//! Turns an endpoint call into a [`RawResponse`].

use std::fmt::{Display, Formatter};
use std::sync::Arc;

use log::{debug, warn};
use reqwest::Url;

use crate::errors::TwelveDataError;
use crate::models::{Interval, RequestOptions};
use crate::transport::{HttpTransport, RawResponse, TransportFailure};

/// Supported API operations.
#[derive(Clone, Copy, Debug, PartialEq, Eq, Hash)]
pub enum Endpoint {
    Quote,
    RealTimePrice,
    TimeSeries,
    TimeSeriesAverage,
    Adx,
    BollingerBands,
}

impl Endpoint {
    /// URL path segment under the base URL.
    pub const fn path(self) -> &'static str {
        match self {
            Self::Quote => "quote",
            Self::RealTimePrice => "price",
            Self::TimeSeries => "time_series",
            Self::TimeSeriesAverage => "avg",
            Self::Adx => "adx",
            Self::BollingerBands => "bbands",
        }
    }

    /// Interval sent when the caller leaves it unset, `None` for endpoints
    /// that take no interval at all.
    pub const fn default_interval(self) -> Option<Interval> {
        match self {
            Self::RealTimePrice => None,
            _ => Some(Interval::OneMinute),
        }
    }

    /// Options as actually sent for this endpoint.
    pub(crate) fn prepare(self, options: &RequestOptions) -> RequestOptions {
        match self.default_interval() {
            Some(default) => options.or_interval(default),
            None => options.without_interval(),
        }
    }
}

impl Display for Endpoint {
    fn fmt(&self, f: &mut Formatter<'_>) -> std::fmt::Result {
        f.write_str(self.path())
    }
}

/// Builds request URLs and dispatches them through the configured transport.
///
/// Holds no per-call state; clones share the transport.
#[derive(Clone)]
pub struct RequestExecutor {
    base_url: String,
    api_key: String,
    transport: Option<Arc<dyn HttpTransport>>,
}

impl RequestExecutor {
    pub fn new(
        base_url: impl Into<String>,
        api_key: impl Into<String>,
        transport: Option<Arc<dyn HttpTransport>>,
    ) -> Self {
        Self {
            base_url: base_url.into().trim_end_matches('/').to_string(),
            api_key: api_key.into(),
            transport,
        }
    }

    pub fn base_url(&self) -> &str {
        &self.base_url
    }

    pub fn has_transport(&self) -> bool {
        self.transport.is_some()
    }

    /// URL for `endpoint` with every present option plus the API key.
    ///
    /// The endpoint's interval default is applied first.
    pub fn build_url(
        &self,
        endpoint: Endpoint,
        options: &RequestOptions,
    ) -> Result<Url, TwelveDataError> {
        let mut params = endpoint.prepare(options).query_pairs();
        params.push(("apikey", self.api_key.clone()));

        let url = format!("{}/{}", self.base_url, endpoint.path());
        Url::parse_with_params(&url, &params).map_err(|e| TwelveDataError::InvalidBaseUrl {
            url: self.base_url.clone(),
            message: e.to_string(),
        })
    }

    /// Run one call. Sends at most one request and never retries.
    pub async fn execute(&self, endpoint: Endpoint, options: &RequestOptions) -> RawResponse {
        let Some(transport) = self.transport.as_ref() else {
            debug!("Twelve Data {}: no transport configured, nothing sent", endpoint);
            return RawResponse::TransportFailure(TransportFailure::NotConfigured);
        };

        let url = match self.build_url(endpoint, options) {
            Ok(url) => url,
            Err(e) => {
                warn!("Twelve Data {}: failed to build URL: {}", endpoint, e);
                return RawResponse::TransportFailure(TransportFailure::InvalidRequest(
                    e.to_string(),
                ));
            }
        };

        debug!("Twelve Data request: {}", redact(&url));

        match transport.get(url).await {
            Ok(reply) => {
                debug!(
                    "Twelve Data {}: HTTP {} ({} bytes)",
                    endpoint,
                    reply.status,
                    reply.body.len()
                );
                reply.into()
            }
            Err(e) => {
                warn!("Twelve Data {}: transport error: {}", endpoint, e);
                RawResponse::TransportFailure(TransportFailure::Transport(e))
            }
        }
    }

}

/// `url` with the `apikey` value masked, for logging.
fn redact(url: &Url) -> String {
    let pairs: Vec<(String, String)> = url
        .query_pairs()
        .map(|(key, value)| {
            let value = if key == "apikey" {
                "***".to_string()
            } else {
                value.into_owned()
            };
            (key.into_owned(), value)
        })
        .collect();

    let mut redacted = url.clone();
    redacted.query_pairs_mut().clear().extend_pairs(&pairs);
    redacted.to_string()
}
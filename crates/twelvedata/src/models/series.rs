//! Series payloads: OHLCV time series and the indicator endpoints.
//!
//! All of them share the same envelope, a [`Meta`] block plus a `values` array
//! ordered newest first, so they are expressed as one generic [`Series`].

use chrono::NaiveDateTime;
use rust_decimal::Decimal;
use serde::{Deserialize, Serialize};

use super::meta::Meta;
use super::wire::{datetime, decimal, option_decimal};

/// A `meta` block plus its data points.
#[derive(Clone, Debug, PartialEq, Serialize, Deserialize)]
pub struct Series<V> {
    pub meta: Meta,
    pub values: Vec<V>,
    /// `"ok"` on success
    #[serde(default)]
    pub status: Option<String>,
}

impl<V> Series<V> {
    /// The most recent data point.
    pub fn latest(&self) -> Option<&V> {
        self.values.first()
    }

    pub fn len(&self) -> usize {
        self.values.len()
    }

    pub fn is_empty(&self) -> bool {
        self.values.is_empty()
    }
}

/// One OHLCV bar of `/time_series`.
#[derive(Clone, Debug, PartialEq, Serialize, Deserialize)]
pub struct TimeSeriesValue {
    #[serde(with = "datetime")]
    pub datetime: NaiveDateTime,
    #[serde(with = "decimal")]
    pub open: Decimal,
    #[serde(with = "decimal")]
    pub high: Decimal,
    #[serde(with = "decimal")]
    pub low: Decimal,
    #[serde(with = "decimal")]
    pub close: Decimal,
    /// Absent for forex
    #[serde(default, with = "option_decimal")]
    pub volume: Option<Decimal>,
}

/// One point of the `/avg` indicator.
#[derive(Clone, Debug, PartialEq, Serialize, Deserialize)]
pub struct AverageValue {
    #[serde(with = "datetime")]
    pub datetime: NaiveDateTime,
    #[serde(with = "decimal")]
    pub avg: Decimal,
}

/// One point of the `/adx` indicator.
#[derive(Clone, Debug, PartialEq, Serialize, Deserialize)]
pub struct AdxValue {
    #[serde(with = "datetime")]
    pub datetime: NaiveDateTime,
    #[serde(with = "decimal")]
    pub adx: Decimal,
}

/// One point of the `/bbands` indicator.
#[derive(Clone, Debug, PartialEq, Serialize, Deserialize)]
pub struct BollingerBandsValue {
    #[serde(with = "datetime")]
    pub datetime: NaiveDateTime,
    #[serde(with = "decimal")]
    pub upper_band: Decimal,
    #[serde(with = "decimal")]
    pub middle_band: Decimal,
    #[serde(with = "decimal")]
    pub lower_band: Decimal,
}

pub type TimeSeries = Series<TimeSeriesValue>;
pub type TimeSeriesAverage = Series<AverageValue>;
pub type Adx = Series<AdxValue>;
pub type BollingerBands = Series<BollingerBandsValue>;
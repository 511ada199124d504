//! Maps a [`RawResponse`] onto a [`TwelveDataResponse`].
//!
//! The body is classified by its shape, not by the HTTP status code. The
//! service returns its error envelope with 200 as often as with 4xx, so the
//! envelope is tried first, then the endpoint's DTO. Only when neither
//! applies does the decode failure itself become the result.

use log::{debug, warn};
use serde::de::DeserializeOwned;
use serde::Deserialize;
use serde_json::Value;

use super::executor::Endpoint;
use crate::models::{ApiErrorEnvelope, TwelveDataResponse};
use crate::transport::RawResponse;

/// Outcome of decoding one body.
enum Decoded<T> {
    Error(ApiErrorEnvelope),
    Dto(T),
    /// Not JSON, or a DTO field was missing or failed to parse
    Malformed(String),
    /// Valid JSON that cannot be any response of this endpoint
    UnexpectedShape(String),
}

fn decode<T: DeserializeOwned>(body: &str) -> Decoded<T> {
    let value: Value = match serde_json::from_str(body) {
        Ok(value) => value,
        Err(e) => return Decoded::Malformed(e.to_string()),
    };

    let Some(object) = value.as_object() else {
        return Decoded::UnexpectedShape(format!("expected a JSON object, got {}", kind(&value)));
    };

    if let Ok(envelope) = ApiErrorEnvelope::deserialize(&value) {
        return Decoded::Error(envelope);
    }

    if object.get("status").and_then(Value::as_str) == Some("error") {
        return Decoded::UnexpectedShape(
            "error status without a valid code and message".to_string(),
        );
    }

    match serde_json::from_value::<T>(value) {
        Ok(dto) => Decoded::Dto(dto),
        Err(e) => Decoded::Malformed(e.to_string()),
    }
}

fn kind(value: &Value) -> &'static str {
    match value {
        Value::Null => "null",
        Value::Bool(_) => "a boolean",
        Value::Number(_) => "a number",
        Value::String(_) => "a string",
        Value::Array(_) => "an array",
        Value::Object(_) => "an object",
    }
}

/// Classify the raw outcome of one `endpoint` call.
///
/// Pure: the same input always yields an equal result.
pub fn classify<T: DeserializeOwned>(
    endpoint: Endpoint,
    raw: &RawResponse,
) -> TwelveDataResponse<T> {
    let (status, body) = match raw {
        RawResponse::Received { status, body } => (*status, body),
        RawResponse::TransportFailure(failure) => {
            debug!("Twelve Data {}: client error ({})", endpoint, failure);
            return TwelveDataResponse::client_error(failure.message());
        }
    };

    match decode::<T>(body) {
        Decoded::Error(envelope) => {
            debug!(
                "Twelve Data {}: API error {} (HTTP {}): {}",
                endpoint, envelope.code, status, envelope.message
            );
            TwelveDataResponse::remote_api_error(envelope.code, envelope.message)
        }
        Decoded::Dto(dto) => {
            if !(200..300).contains(&status) {
                warn!(
                    "Twelve Data {}: HTTP {} carried a success payload, treating as ok",
                    endpoint, status
                );
            }
            debug!("Twelve Data {}: ok (HTTP {})", endpoint, status);
            TwelveDataResponse::ok(dto)
        }
        Decoded::Malformed(detail) => {
            debug!("Twelve Data {}: undecodable body (HTTP {}): {}", endpoint, status, detail);
            TwelveDataResponse::client_error(format!(
                "failed to decode {} response: {}",
                endpoint, detail
            ))
        }
        Decoded::UnexpectedShape(detail) => {
            debug!("Twelve Data {}: unexpected shape (HTTP {}): {}", endpoint, status, detail);
            TwelveDataResponse::client_error(format!(
                "unexpected {} response shape: {}",
                endpoint, detail
            ))
        }
    }
}
//! Error types for the Twelve Data client.
//!
//! This module provides:
//! - [`TwelveDataError`]: contract violations caught while configuring the client,
//!   plus the error form of a non-`Ok` [`TwelveDataResponse`](crate::TwelveDataResponse)
//! - [`TransportError`]: failures raised by an [`HttpTransport`](crate::HttpTransport)
//!
//! Ordinary network and payload conditions never surface as `Err` from the
//! endpoint operations. They are reported through the response status instead.

use thiserror::Error;

/// Errors produced by the Twelve Data client.
#[derive(Error, Debug, Clone, PartialEq, Eq)]
pub enum TwelveDataError {
    /// A request was built without a symbol.
    #[error("Symbol must not be empty")]
    EmptySymbol,

    /// The configured base URL cannot be parsed.
    #[error("Invalid base URL '{url}': {message}")]
    InvalidBaseUrl {
        /// The rejected URL
        url: String,
        /// Why the URL was rejected
        message: String,
    },

    /// The call failed on the library side (no transport, undecodable body).
    #[error("Client error: {message}")]
    Client {
        /// Description of the failure
        message: String,
    },

    /// The service answered with its error envelope.
    #[error("Twelve Data API error {code}: {message}")]
    RemoteApi {
        /// The envelope `code`
        code: i64,
        /// The envelope `message`, verbatim
        message: String,
    },
}

/// Transport-level failure while dispatching a request or reading its reply.
#[derive(Error, Debug, Clone, PartialEq, Eq)]
pub enum TransportError {
    /// The request did not complete before the transport's timeout.
    #[error("Request timed out: {0}")]
    Timeout(String),

    /// No connection could be established.
    #[error("Connection failed: {0}")]
    Connect(String),

    /// The request could not be sent.
    #[error("Request failed: {0}")]
    Request(String),

    /// The response body could not be read.
    #[error("Failed to read response body: {0}")]
    Body(String),
}

impl From<reqwest::Error> for TransportError {
    fn from(error: reqwest::Error) -> Self {
        if error.is_timeout() {
            Self::Timeout(error.to_string())
        } else if error.is_connect() {
            Self::Connect(error.to_string())
        } else if error.is_body() || error.is_decode() {
            Self::Body(error.to_string())
        } else {
            Self::Request(error.to_string())
        }
    }
}

#[cfg(test)]
mod tests {
    use super::*;

    #[test]
    fn test_error_display() {
        assert_eq!(
            TwelveDataError::EmptySymbol.to_string(),
            "Symbol must not be empty"
        );

        let error = TwelveDataError::RemoteApi {
            code: 401,
            message: "apikey parameter is incorrect".to_string(),
        };
        assert_eq!(
            error.to_string(),
            "Twelve Data API error 401: apikey parameter is incorrect"
        );

        let error = TwelveDataError::InvalidBaseUrl {
            url: "not a url".to_string(),
            message: "relative URL without a base".to_string(),
        };
        assert_eq!(
            error.to_string(),
            "Invalid base URL 'not a url': relative URL without a base"
        );
    }

    #[test]
    fn test_transport_error_display() {
        let error = TransportError::Timeout("operation timed out".to_string());
        assert_eq!(error.to_string(), "Request timed out: operation timed out");

        let error = TransportError::Connect("refused".to_string());
        assert_eq!(error.to_string(), "Connection failed: refused");
    }
}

TASK DETAILS: Copy out every line of the data that includes "service".

ANSWER SPACE:
//! service returns its error envelope with 200 as often as with 4xx, so the
    /// The service answered with its error envelope.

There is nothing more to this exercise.